Identifying risk of AKI is paramount because AKI usually lacks signs and symptoms[6] and can potentially result in irreversible kidney damage if recognition is delayed.1 In clinical studies, the NEPHROCHECK® Test identified the majority of patients that developed moderate to severe AKI within12 hours of assessment.[7],[8]

“The availability of a test to identify patients at risk of developing moderate to severe acute kidney injury can allow for the recognition and closer management of these patients,” said Dr. Kianoush Kashani of the Mayo Clinic. “A test designed to achieve high sensitivity, such as the NEPHROCHECK® Test, allows for the identification of the majority of patients at risk for developing moderate to severe acute kidney injury.”

The NEPHROCHECK® Test result, called the AKIRisk™ Score, has significant ability to distinguish patients with AKI from those without AKI. Based on results from clinical studies, patients with a positive AKIRisk™ Score (greater than the cutoff of 0.3) have a one in four to a one in three chance of developing moderate or severe AKI within 12 hours of assessment.

To calculate the AKIRisk™ Score, the NEPHROCHECK® Test System measures the concentrations of two urinary biomarkers using the ASTUTE140® Meter. The two novel biomarkers -- tissue inhibitor of metalloproteinase 2 (TIMP-2) and insulin-like growth factor binding protein 7 (IGFBP-7), are thought to be involved in G1 cell cycle arrest in the earliest phases of injury.[9],[10],[11],[12]

In July 2014, Ortho-Clinical Diagnostics, Inc. entered into a strategic collaboration with Astute Medical, Inc., the developer of the NEPHROCHECK® Test System, to become the exclusive sales agent for Astute Medical’s NEPHROCHECK® Test and the ASTUTE140® Meter in the United States and in certain countries of the European Union.

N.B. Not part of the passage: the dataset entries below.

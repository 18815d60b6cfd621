//! Feedback loop types.

use serde::{Deserialize, Serialize};

/// Actions a developer can take on a violation.
#[derive(Debug, Clone, Copy, PartialEq, Eq, Hash, Serialize, Deserialize)]
#[serde(rename_all = "snake_case")]
pub enum FeedbackAction {
    Fix,
    Dismiss,
    Suppress,
    Escalate,
}

/// Dismissal reasons.
#[derive(Debug, Clone, Copy, PartialEq, Eq, Hash, Serialize, Deserialize)]
#[serde(rename_all = "snake_case")]
pub enum DismissalReason {
    FalsePositive,
    WontFix,
    NotApplicable,
    Duplicate,
}

impl DismissalReason {
    pub fn counts_as_false_positive(&self) -> bool {
        matches!(self, Self::FalsePositive | Self::NotApplicable)
    }
}

/// Metrics for a single detector's feedback.
#[derive(Debug, Clone, Default, Serialize, Deserialize)]
pub struct FeedbackMetrics {
    pub detector_id: String,
    pub total_findings: u64,
    pub fixed: u64,
    pub dismissed: u64,
    pub suppressed: u64,
    pub escalated: u64,
    pub false_positives: u64,
    pub fp_rate: f64,
    pub action_rate: f64,
    pub days_above_threshold: u32,
}

impl FeedbackMetrics {
    /// Compute the false positive rate.
    /// FP rate = (dismissed + ignored) / (fixed + dismissed + ignored + auto_fixed)
    pub fn compute_fp_rate(&mut self) {
        let acted_on = self.fixed + self.dismissed;
        if acted_on == 0 {
            self.fp_rate = 0.0;
        } else {
            self.fp_rate = self.false_positives as f64 / acted_on as f64;
        }
    }

    /// Compute the action rate (how many findings were acted upon).
    pub fn compute_action_rate(&mut self) {
        if self.total_findings == 0 {
            self.action_rate = 0.0;
        } else {
            let acted = self.fixed + self.dismissed + self.suppressed + self.escalated;
            self.action_rate = acted as f64 / self.total_findings as f64;
        }
    }
}

/// A feedback record for a single violation.
#[derive(Debug, Clone, Serialize, Deserialize)]
pub struct FeedbackRecord {
    pub violation_id: String,
    pub pattern_id: String,
    pub detector_id: String,
    pub action: FeedbackAction,
    pub dismissal_reason: Option<DismissalReason>,
    pub reason: Option<String>,
    pub author: Option<String>,
    pub timestamp: u64,
}

/// Detector health status.
#[derive(Debug, Clone, Copy, PartialEq, Eq, Serialize, Deserialize)]
#[serde(rename_all = "lowercase")]
pub enum DetectorHealthStatus {
    Healthy,
    Warning,
    Disabled,
}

“NEPHROCHECK® provides customers with a simple, yet innovative new approach to help healthcare providers assess the risk of acute kidney injury, which leads to poor patient outcomes and increased hospital costs,” said Robert Yates, Ortho Clinical Diagnostics’ Chief Operating Officer. “Ortho Clinical Diagnostics is focused on bringing targeted solutions to our customer that address unmet clinical needs and drive improvements to quality care.”

References:
[1] Lewington AJP, Certa J, Mehta RL Raising Awareness of Acute Kidney Injury: A Global Perspective of a Silent Killer. Kidney Int. 2013;84(3):457-467.
[2] Hobson CE, Ozrazgat-Baslanti T, Kuxhausen A, et al. Cost and Mortality Associated With Postoperative AcuteKidney Injury. Annals of Surgery. 2014;00:1–8.
[3] Dasta JF, Kane-Gill SL, Durtschi AJ, Pathak DS, Kellum JA. Costs and outcomes of acute kidney injury (AKI) following cardiac surgery. Nephrol Dial Transplant. 2008;23:1970-1974.
[4] Brown JR, Parikh CR, Ross CS, et al. Impact of perioperative acute kidney injury as a severity index for thirty-day readmission after cardiac surgery. Ann Thorac Surg. 2014;97(1):111-7.
[5] Chawla L, Amdur RL, Shaw AD, Faselis C, Palant CE, Kimmel PL. Association between AKI and Long-Term Renal and Cardiovascular Outcomes in United States Veterans. Clin J Am Soc Neprol. 2014;9:1-9.
[6] Ronco C, Ricci Z. The Concept of risk and the value of novel biomarkers of acute kidney injury. Crit Care. 2013;17:117-118.
[7] Kashani et al. Discovery and validation of cell-cycle arrest biomarkers in human acute kidney injury. Critical Care 2013, 17:R25.
[8] Bihorac A, et al. Validation of Cell-Cycle Arrest Biomarkers for Acute Kidney Injury Using Clinical Adjudication. Am J of Respir Crit Care Med. 2014;189(8):932-939.
[9] Devarajan P. Update on mechanisms of ischemic acute kidney injury. J Am Soc Nephrol. 2006;17:1503–20.
[10] Rodier F, Campisi J, Bhaumik D. Two faces of p53: aging and tumor suppression. Nucleic Acids Res. 2007;35:7475–84.
[11] Boonstra J, Post JA. Molecular events associated with reactive oxygen species and cell cycle progression in mammalian cells. Gene. 2004;337:1–13.
[12] Seo DW, Li H, Qu CK, et al. Shp-1 mediates the antiproliferative activity of tissue inhibitor of metalloproteinase-2 in human microvascular endothelial cells. J Biol Chem. 2006;281:3711–21.